The banks were part of the whole scam, especially in the northeast
in city after city. It worked like this: a slumlord would send someone in to make a straw purchase of a house for sale. He would then move a black family into that house. With the block of housing now "mixed race,: the banks would send out notices or just plant a news article about redlining the block, meaning loans would no longer be granted for things like roof repair because that black family meant the neighborhood was on the skids. The slumlord would then swoop in as "for sale" signs appeared all over the neighborhood, snapping up the houses at bargain basement prices. But hey! The friendly bank would point the displaced people out to the suburbs, where what they got for the homes they'd grown up in was just enough for a down payment on a post war cracker box of a bungalow. Suburbs! Fresh air! A yard for the kiddies and their swing set!
The banks got a customer for the next 30 years as they collected the fee for administering the VA or FHA loan. The slumlord got housing in prime condition for practically nothing, a cash cow for decades as it slowly fell apart because slumlords don't fix anything. Black folks did get housed, but they have also collected far more than their share of resentment from people who miss friends and families from the old neighborhoods. The slumlords got really, really rich. The banks continued redlining any place black people lived until they and their allies started to cry foul in the 70s, once fair housing acts opened up new neighborhoods to everybody.

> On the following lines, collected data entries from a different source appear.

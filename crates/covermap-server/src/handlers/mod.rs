//! HTTP request handlers organized by domain
//!
//! Each submodule contains handlers for a specific API area.

pub mod assessment;
pub mod audit;
pub mod health;
pub mod questionnaires;

// Re-export all handlers for use in router
pub use assessment::*;
pub use audit::*;
pub use health::*;
pub use questionnaires::*;
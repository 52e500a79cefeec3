//! CLI command tests

use std::io::Write;

use covermap_core::db::Database;
use covermap_core::models::QuestionnaireStatus;
use covermap_core::{AIClient, Advice, Category};
use serde_json::json;

use crate::commands::{self, display_value};

const OWNER: &str = "cli@example.com";

fn answers_file(content: &str) -> tempfile::NamedTempFile {
    let mut file = tempfile::NamedTempFile::new().unwrap();
    file.write_all(content.as_bytes()).unwrap();
    file
}

// ========== Database Command Tests ==========

#[test]
fn test_open_db_unencrypted() {
    let dir = tempfile::tempdir().unwrap();
    let path = dir.path().join("cli.db");

    let db = commands::open_db(&path, true).unwrap();
    assert!(path.exists());
    assert!(!db.is_encrypted());
}

#[test]
fn test_cmd_init() {
    let dir = tempfile::tempdir().unwrap();
    let path = dir.path().join("init.db");

    commands::cmd_init(&path, true).unwrap();

    let db = commands::open_db(&path, true).unwrap();
    assert!(db.list_questionnaires(OWNER).unwrap().is_empty());
}

#[test]
fn test_cmd_audit_empty_and_populated() {
    let db = Database::in_memory().unwrap();
    assert!(commands::cmd_audit(&db, 20).is_ok());

    commands::cmd_new(&db, OWNER).unwrap();
    assert!(commands::cmd_audit(&db, 20).is_ok());
    assert!(commands::cmd_audit(&db, 0).is_ok());
}

// ========== Questionnaire Command Tests ==========

#[test]
fn test_cmd_new_creates_owned_questionnaire() {
    let db = Database::in_memory().unwrap();

    let id = commands::cmd_new(&db, OWNER).unwrap();

    let q = db.get_questionnaire(id, OWNER).unwrap();
    assert_eq!(q.status, QuestionnaireStatus::InProgress);
    assert!(db.get_questionnaire(id, "someone-else").is_err());

    let audit = db.list_audit_log(10).unwrap();
    assert_eq!(audit[0].action, "create");
    assert_eq!(audit[0].actor, OWNER);
    assert_eq!(audit[0].subject_id, Some(id));
}

#[test]
fn test_cmd_answer_keeps_json_literals_and_plain_text() {
    let db = Database::in_memory().unwrap();
    let id = commands::cmd_new(&db, OWNER).unwrap();

    commands::cmd_answer(&db, OWNER, id, "income", "90000").unwrap();
    commands::cmd_answer(&db, OWNER, id, "has_vehicle", "true").unwrap();
    commands::cmd_answer(&db, OWNER, id, "province", "QC").unwrap();

    let values = db.get_answer_values(id).unwrap();
    assert_eq!(values["income"], json!(90000));
    assert_eq!(values["has_vehicle"], json!(true));
    assert_eq!(values["province"], json!("QC"));
}

#[test]
fn test_cmd_answer_overwrites() {
    let db = Database::in_memory().unwrap();
    let id = commands::cmd_new(&db, OWNER).unwrap();

    commands::cmd_answer(&db, OWNER, id, "dependants", "1").unwrap();
    commands::cmd_answer(&db, OWNER, id, "dependants", "3").unwrap();

    assert_eq!(db.get_answers(id).unwrap()["dependants"], "3");
}

#[test]
fn test_cmd_answer_rejects_other_owner() {
    let db = Database::in_memory().unwrap();
    let id = commands::cmd_new(&db, OWNER).unwrap();

    assert!(commands::cmd_answer(&db, "intruder", id, "income", "1").is_err());
    assert!(db.get_answers(id).unwrap().is_empty());
}

#[test]
fn test_cmd_answer_rejects_empty_key() {
    let db = Database::in_memory().unwrap();
    let id = commands::cmd_new(&db, OWNER).unwrap();

    assert!(commands::cmd_answer(&db, OWNER, id, "  ", "1").is_err());
}

#[test]
fn test_cmd_show_and_list() {
    let db = Database::in_memory().unwrap();
    assert!(commands::cmd_list(&db, OWNER).is_ok());

    let id = commands::cmd_new(&db, OWNER).unwrap();
    assert!(commands::cmd_show(&db, OWNER, id).is_ok());

    commands::cmd_answer(&db, OWNER, id, "rents", "true").unwrap();
    assert!(commands::cmd_show(&db, OWNER, id).is_ok());
    assert!(commands::cmd_list(&db, OWNER).is_ok());

    assert!(commands::cmd_show(&db, OWNER, id + 100).is_err());
}

#[test]
fn test_display_value() {
    assert_eq!(display_value(&json!("QC")), "QC");
    assert_eq!(display_value(&json!(90000)), "90000");
    assert_eq!(display_value(&json!(true)), "true");
}

// ========== Assessment Command Tests ==========

#[tokio::test]
async fn test_cmd_assess_completes_and_scores() {
    let db = Database::in_memory().unwrap();
    let id = commands::cmd_new(&db, OWNER).unwrap();
    commands::cmd_answer(&db, OWNER, id, "income", "90000").unwrap();
    commands::cmd_answer(&db, OWNER, id, "dependants", "2").unwrap();
    commands::cmd_answer(&db, OWNER, id, "has_vehicle", "yes").unwrap();

    let report = commands::cmd_assess(&db, None, OWNER, id, false, false)
        .await
        .unwrap();

    // life: term 30 + no existing policy 10; auto: vehicle 30 + ON 0
    assert_eq!(report.assessment.category(Category::Life).score, 40);
    assert_eq!(report.assessment.category(Category::Auto).score, 30);
    assert_eq!(report.assessment.overall_risk_score, 35);
    assert_eq!(report.ai_advice, Some(Advice::fallback()));

    let q = db.get_questionnaire(id, OWNER).unwrap();
    assert_eq!(q.status, QuestionnaireStatus::Completed);

    let audit = db.list_audit_log(1).unwrap();
    assert_eq!(audit[0].action, "complete");
    assert_eq!(audit[0].details.as_deref(), Some("overall=35"));
}

#[tokio::test]
async fn test_cmd_assess_json_without_advice() {
    let db = Database::in_memory().unwrap();
    let id = commands::cmd_new(&db, OWNER).unwrap();

    let report = commands::cmd_assess(&db, None, OWNER, id, true, true)
        .await
        .unwrap();

    assert_eq!(report.assessment.overall_risk_score, 0);
    assert!(report.ai_advice.is_none());
}

#[tokio::test]
async fn test_cmd_assess_with_mock_backend() {
    let db = Database::in_memory().unwrap();
    let id = commands::cmd_new(&db, OWNER).unwrap();
    commands::cmd_answer(&db, OWNER, id, "travels_outside_canada", "true").unwrap();

    let ai = AIClient::mock();
    let report = commands::cmd_assess(&db, Some(&ai), OWNER, id, false, false)
        .await
        .unwrap();

    let advice = report.ai_advice.unwrap();
    assert_ne!(advice, Advice::fallback());
    assert!(!advice.summary.is_empty());
    assert_eq!(advice.bullets.len(), 3);
}

#[tokio::test]
async fn test_cmd_assess_other_owner_fails() {
    let db = Database::in_memory().unwrap();
    let id = commands::cmd_new(&db, OWNER).unwrap();

    assert!(commands::cmd_assess(&db, None, "intruder", id, false, true)
        .await
        .is_err());
    let q = db.get_questionnaire(id, OWNER).unwrap();
    assert_eq!(q.status, QuestionnaireStatus::InProgress);
}

#[test]
fn test_cmd_evaluate_file() {
    let file = answers_file(
        r#"{"income": 90000, "dependants": 2, "has_existing_life": true,
            "rents": true, "travels_outside_canada": true}"#,
    );

    let result = commands::cmd_evaluate(file.path(), false).unwrap();

    assert_eq!(result.category(Category::Life).score, 30);
    assert_eq!(result.category(Category::Home).score, 20);
    assert_eq!(result.category(Category::Travel).score, 30);
    // (30 + 20 + 30) / 3
    assert_eq!(result.overall_risk_score, 26);
}

#[test]
fn test_cmd_evaluate_json_output() {
    let file = answers_file("{}");
    let result = commands::cmd_evaluate(file.path(), true).unwrap();
    assert_eq!(result.overall_risk_score, 0);
    assert_eq!(result.categories.len(), 4);
}

#[test]
fn test_cmd_evaluate_rejects_bad_files() {
    let not_json = answers_file("income=90000");
    assert!(commands::cmd_evaluate(not_json.path(), false).is_err());

    let not_object = answers_file("[1, 2, 3]");
    assert!(commands::cmd_evaluate(not_object.path(), false).is_err());

    let missing = std::path::Path::new("/nonexistent/answers.json");
    assert!(commands::cmd_evaluate(missing, false).is_err());
}
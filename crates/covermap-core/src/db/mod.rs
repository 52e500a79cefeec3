//! Database access layer with connection pooling and migrations
//!
//! This module is organized by domain:
//! - `questionnaires` - Questionnaires and their per-question answers
//! - `audit` - Audit log of API and CLI access

use chrono::{DateTime, Utc};
use r2d2::{Pool, PooledConnection};
use r2d2_sqlite::SqliteConnectionManager;
use tracing::info;

use crate::error::{Error, Result};

mod audit;
mod questionnaires;

pub type DbPool = Pool<SqliteConnectionManager>;
pub type DbConn = PooledConnection<SqliteConnectionManager>;

/// Environment variable for database encryption key
pub const DB_KEY_ENV: &str = "COVERMAP_DB_KEY";

/// Derive a 256-bit SQLCipher key (hex) from a passphrase with Argon2id
///
/// The salt is fixed per application so a passphrase opens the database
/// wherever the file is moved.
fn derive_key(passphrase: &str) -> Result<String> {
    // Changing this would invalidate all existing encrypted databases
    const APP_SALT: &[u8; 16] = b"covermap-salt-v1";

    let mut key = [0u8; 32];
    argon2::Argon2::default()
        .hash_password_into(passphrase.as_bytes(), APP_SALT, &mut key)
        .map_err(|e| Error::DatabaseKey(format!("key derivation failed: {}", e)))?;

    Ok(hex::encode(key))
}

/// Parse a SQLite datetime string into a DateTime<Utc>
pub(crate) fn parse_datetime(s: &str) -> DateTime<Utc> {
    // SQLite stores as "YYYY-MM-DD HH:MM:SS" format
    chrono::NaiveDateTime::parse_from_str(s, "%Y-%m-%d %H:%M:%S")
        .map(|dt| dt.and_utc())
        .unwrap_or_else(|_| Utc::now())
}

/// Database wrapper with connection pooling
#[derive(Clone)]
pub struct Database {
    pool: DbPool,
    db_path: String,
    encrypted: bool,
}

/// Applied to every pooled connection; SQLite scopes these per connection
const CONNECTION_PRAGMAS: &str = "PRAGMA foreign_keys = ON; PRAGMA busy_timeout = 5000;";

impl Database {
    /// Open an encrypted database keyed by `COVERMAP_DB_KEY`
    ///
    /// Fails when the variable is unset; use `new_unencrypted()` for
    /// development/testing without encryption.
    pub fn new(path: &str) -> Result<Self> {
        let passphrase = std::env::var(DB_KEY_ENV).map_err(|_| {
            Error::DatabaseKey(format!(
                "set {} to your passphrase, or pass --no-encrypt for a plain database",
                DB_KEY_ENV
            ))
        })?;
        Self::new_with_key(path, Some(&passphrase))
    }

    /// Open without SQLCipher keying
    pub fn new_unencrypted(path: &str) -> Result<Self> {
        Self::new_with_key(path, None)
    }

    /// Open with an explicit passphrase (`None` = unencrypted)
    pub fn new_with_key(path: &str, passphrase: Option<&str>) -> Result<Self> {
        let mut init = String::new();
        if let Some(pass) = passphrase {
            // The key pragma must come first on a fresh connection
            init.push_str(&format!("PRAGMA key = \"x'{}'\";", derive_key(pass)?));
        }
        init.push_str(CONNECTION_PRAGMAS);

        let manager = SqliteConnectionManager::file(path)
            .with_init(move |conn| conn.execute_batch(&init));
        let pool = Pool::builder().max_size(10).build(manager)?;

        let db = Self {
            pool,
            db_path: path.to_string(),
            encrypted: passphrase.is_some(),
        };
        db.run_migrations()?;

        Ok(db)
    }

    /// Create a throwaway database (for testing)
    ///
    /// Uses a temporary file rather than `:memory:` because each pooled
    /// connection would otherwise see its own empty database.
    pub fn in_memory() -> Result<Self> {
        use std::sync::atomic::{AtomicU64, Ordering};
        static COUNTER: AtomicU64 = AtomicU64::new(0);

        let id = COUNTER.fetch_add(1, Ordering::SeqCst);
        let path = std::env::temp_dir().join(format!(
            "covermap_test_{}_{}.db",
            std::process::id(),
            id
        ));

        let _ = std::fs::remove_file(&path);

        Self::new_unencrypted(&path.to_string_lossy())
    }

    /// Whether the database was opened with a SQLCipher key
    pub fn is_encrypted(&self) -> bool {
        self.encrypted
    }

    /// Get a connection from the pool
    pub fn conn(&self) -> Result<DbConn> {
        Ok(self.pool.get()?)
    }

    /// Run database migrations
    fn run_migrations(&self) -> Result<()> {
        let conn = self.conn()?;

        conn.execute_batch(
            r#"
            PRAGMA journal_mode = WAL;
            PRAGMA synchronous = NORMAL;

            CREATE TABLE IF NOT EXISTS questionnaires (
                id INTEGER PRIMARY KEY,
                owner TEXT NOT NULL,
                status TEXT NOT NULL DEFAULT 'in_progress',
                created_at DATETIME DEFAULT CURRENT_TIMESTAMP,
                updated_at DATETIME DEFAULT CURRENT_TIMESTAMP
            );

            CREATE INDEX IF NOT EXISTS idx_questionnaires_owner ON questionnaires(owner);

            -- One row per (questionnaire, question); writes overwrite, no history
            CREATE TABLE IF NOT EXISTS questionnaire_answers (
                id INTEGER PRIMARY KEY,
                questionnaire_id INTEGER NOT NULL REFERENCES questionnaires(id) ON DELETE CASCADE,
                question_key TEXT NOT NULL,
                answer_json TEXT NOT NULL,
                updated_at DATETIME DEFAULT CURRENT_TIMESTAMP,
                UNIQUE(questionnaire_id, question_key)
            );

            CREATE TABLE IF NOT EXISTS audit_log (
                id INTEGER PRIMARY KEY,
                timestamp DATETIME DEFAULT CURRENT_TIMESTAMP,
                actor TEXT NOT NULL,
                action TEXT NOT NULL,
                subject TEXT NOT NULL,
                subject_id INTEGER,
                details TEXT
            );

            CREATE INDEX IF NOT EXISTS idx_audit_timestamp ON audit_log(timestamp);
            "#,
        )?;

        info!(path = %self.db_path, "Database migrations complete");
        Ok(())
    }
}

#[cfg(test)]
mod tests;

Block busting, as it was called, was well known to be going on back in the 1950s. What wasn't fully known until the 70s was the role that every fucking bank in any given city had played. Documents detailing the practice of redlining and how it was used to give slumlords a bonanza while driving white families out of housing they might have occupied for generations and indebting them to housing in the burbs. White people didn't run away from black people. They ran away from what the banks were doing.